De meeste propaan- en butaangasflessen zijn hervulbaar. Er is een statiegeldregeling, waardoor deze flessen meestal wel opnieuw bij de oorspronkelijke leverancier worden binnengebracht. Af en toe worden er toch nog gasflessen samen met het schroot ingezameld. Het koninklijk besluit van 7 december 1999 betreffende het vullen, de distributie en de etikettering van flessen met vloeibaar gemaakt petroleumgas bepaalt dat de gasleverancier steeds eigenaar blijft van de gasfles en dat iedereen verplicht is om de gasflessen opnieuw aan te bieden aan de leverancier. Volgens de leveranciers van gasflessen zijn de COBEREC-leden dus verplicht om deze gasflessen uit te sorteren volgens soort en leverancier, en om die opnieuw aan hen af te leveren. Nu is het zo dat de COBEREC-leden daarvoor een vergoeding willen krijgen. De leden van de Federatie Butaan Propaan (FeBuPro), de federatie van de leveranciers, vinden dat zij die vergoeding niet hoeven te betalen en verwijzen daarvoor naar het koninklijk besluit. In principe gaat het hier dus in de eerste plaats om een soort financieringsprobleem en niet echt om een milieuprobleem, zou je kunnen zeggen.

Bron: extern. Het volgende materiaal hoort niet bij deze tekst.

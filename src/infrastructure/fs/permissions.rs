//! Permission Normalizer
//!
//! Gives the web-server identity read/write access to `secret/` and `data/`
//! while keeping the tree closed to everyone else. Requires the privilege to
//! chown to the target uid/gid (normally root, or the target user itself
//! with a group it belongs to); without it the run fails with
//! `PermissionDenied`.

use std::fs;
use std::io;
use std::os::unix::fs::PermissionsExt;
use std::path::Path;

use walkdir::WalkDir;

use crate::domain::value_objects::layout::{DIR_MODE, FILE_MODE, NORMALIZED_SUBTREES, ROOT_MODE};
use crate::error::{DeployError, DeployResult};

/// Counts of entries touched by [`normalize`]
#[derive(Debug, Clone, Copy, Default, PartialEq, Eq)]
pub struct NormalizeStats {
    pub directories: usize,
    pub files: usize,
}

/// Normalize ownership and modes of the designated subtrees and the root
///
/// Directories under `secret/` and `data/` get uid:gid 0770, regular files
/// uid:gid 0660. Symlinks are not followed and left alone, including a
/// designated subtree that is itself a symlink. Absent subtrees are skipped.
/// The root keeps its owner, gets group `gid` and mode 0750.
pub fn normalize(tree_root: &Path, uid: u32, gid: u32) -> DeployResult<NormalizeStats> {
    let mut stats = NormalizeStats::default();

    for subtree in NORMALIZED_SUBTREES {
        let dir = tree_root.join(subtree);
        match dir.symlink_metadata() {
            Err(_) => {
                tracing::debug!(subtree, "subtree absent, skipping normalization");
                continue;
            }
            Ok(meta) if meta.file_type().is_symlink() => {
                tracing::warn!(subtree, "subtree is a symlink, leaving it untouched");
                continue;
            }
            Ok(_) => take_ownership(&dir, uid, gid, &mut stats)?,
        }
    }

    std::os::unix::fs::chown(tree_root, None, Some(gid)).map_err(|e| denied(tree_root, e))?;
    set_mode(tree_root, ROOT_MODE)?;

    tracing::debug!(
        directories = stats.directories,
        files = stats.files,
        uid,
        gid,
        "permissions normalized"
    );
    Ok(stats)
}

fn take_ownership(
    dir: &Path,
    uid: u32,
    gid: u32,
    stats: &mut NormalizeStats,
) -> DeployResult<()> {
    for entry in WalkDir::new(dir).follow_links(false).follow_root_links(false) {
        let entry = entry.map_err(|e| {
            let path = e.path().unwrap_or(dir).to_path_buf();
            denied(&path, e.into())
        })?;
        let path = entry.path();
        let file_type = entry.file_type();

        let mode = if file_type.is_dir() {
            stats.directories += 1;
            DIR_MODE
        } else if file_type.is_file() {
            stats.files += 1;
            FILE_MODE
        } else {
            continue;
        };

        std::os::unix::fs::chown(path, Some(uid), Some(gid)).map_err(|e| denied(path, e))?;
        set_mode(path, mode)?;
    }
    Ok(())
}

fn set_mode(path: &Path, mode: u32) -> DeployResult<()> {
    fs::set_permissions(path, fs::Permissions::from_mode(mode)).map_err(|e| denied(path, e))
}

fn denied(path: &Path, source: io::Error) -> DeployError {
    if source.kind() == io::ErrorKind::PermissionDenied {
        DeployError::PermissionDenied {
            path: path.to_path_buf(),
            source,
        }
    } else {
        DeployError::io(path, source)
    }
}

De Vlaamse overheid wil zeker meewerken aan de optimalisatie van het systeem. Er werden reeds verschillende vergaderingen georganiseerd met alle betrokkenen om de problemen te bespreken. Vooraleer er verdere stappen kunnen worden ondernomen, moet er eerst op Europees niveau duidelijkheid komen of gasflessen al dan niet onder de Verpakkingsrichtlijn vallen. Deze discussie is op dit moment volop aan de gang. Indien het gaat om een verpakking, moet er een oplossing gevonden worden in het kader van het samenwerkingsakkoord van 4 november 2008 betreffende de preventie en het beheer van verpakkingsafval. Indien het niet om een verpakking gaat, kan er een oplossing gezocht worden in het kader van het Materialendecreet en het VLAREMA. De OVAM zal in de loop van dit jaar onderzoeken of een vorm van uitgebreide producentenverantwoordelijkheid daar een mogelijke oplossing kan bieden. Een aanzuigeffect, bijvoorbeeld vanuit andere landen, moeten we wel voorkomen. Dat moet dus ook mee in rekening worden gebracht als de OVAM een regeling uitwerkt.
Er zijn in het Vlaamse Gewest verschillende verwerkingsinrichtingen voor gasflessen. Veel afvalinzamelaars hebben ook contracten afgesloten met verwerkingsinrichtingen in de ons omringende landen. De gassen worden daarbij gerecycleerd of vernietigd en het metaal wordt ook gerecycleerd.
De OVAM zal, nadat er op Europees niveau bepaald is of het al dan niet om een verpakking gaat, dus onderzoeken of de uitgebreide producentenverantwoordelijkheid een geschikt instrument is. De rol van de containerparken zal daarbij natuurlijk ook worden onderzocht.
Aangezien de Europese discussie nog volop bezig is, was het dus niet opportuun, mevrouw Eerlingen, om dat nu al op te nemen in VLAREMA. We schrijven ons liever in in een globale Europese oplossing en daarom is nog wat gewacht.
De voorzitter : Mevrouw Eerlingen heeft het woord.
Mevrouw Tine Eerlingen : Minister, we hoeven niet per se te wachten op het antwoord op de vraag of de gasflessen al dan niet verpakkingen zijn. In Frankrijk is er immers wel al een regelgeving uitgewerkt. Het is dus wel al mogelijk om actie te ondernemen.
U zegt dat de gasleveranciers eigenaar zijn van de flessen. Wanneer mensen een huis kopen, vinden ze vaak nog gasflessen maar kunnen ze helemaal niet meer zien vanwaar die komen. Ze weten dus eigenlijk niet bij wie ze terecht moeten. Vaak worden die flessen dan verstopt onder ander afval en komen ze op die manier bij de schroothandelaar terecht. Ik kan me dus voorstellen dat dat niet altijd even zichtbaar is.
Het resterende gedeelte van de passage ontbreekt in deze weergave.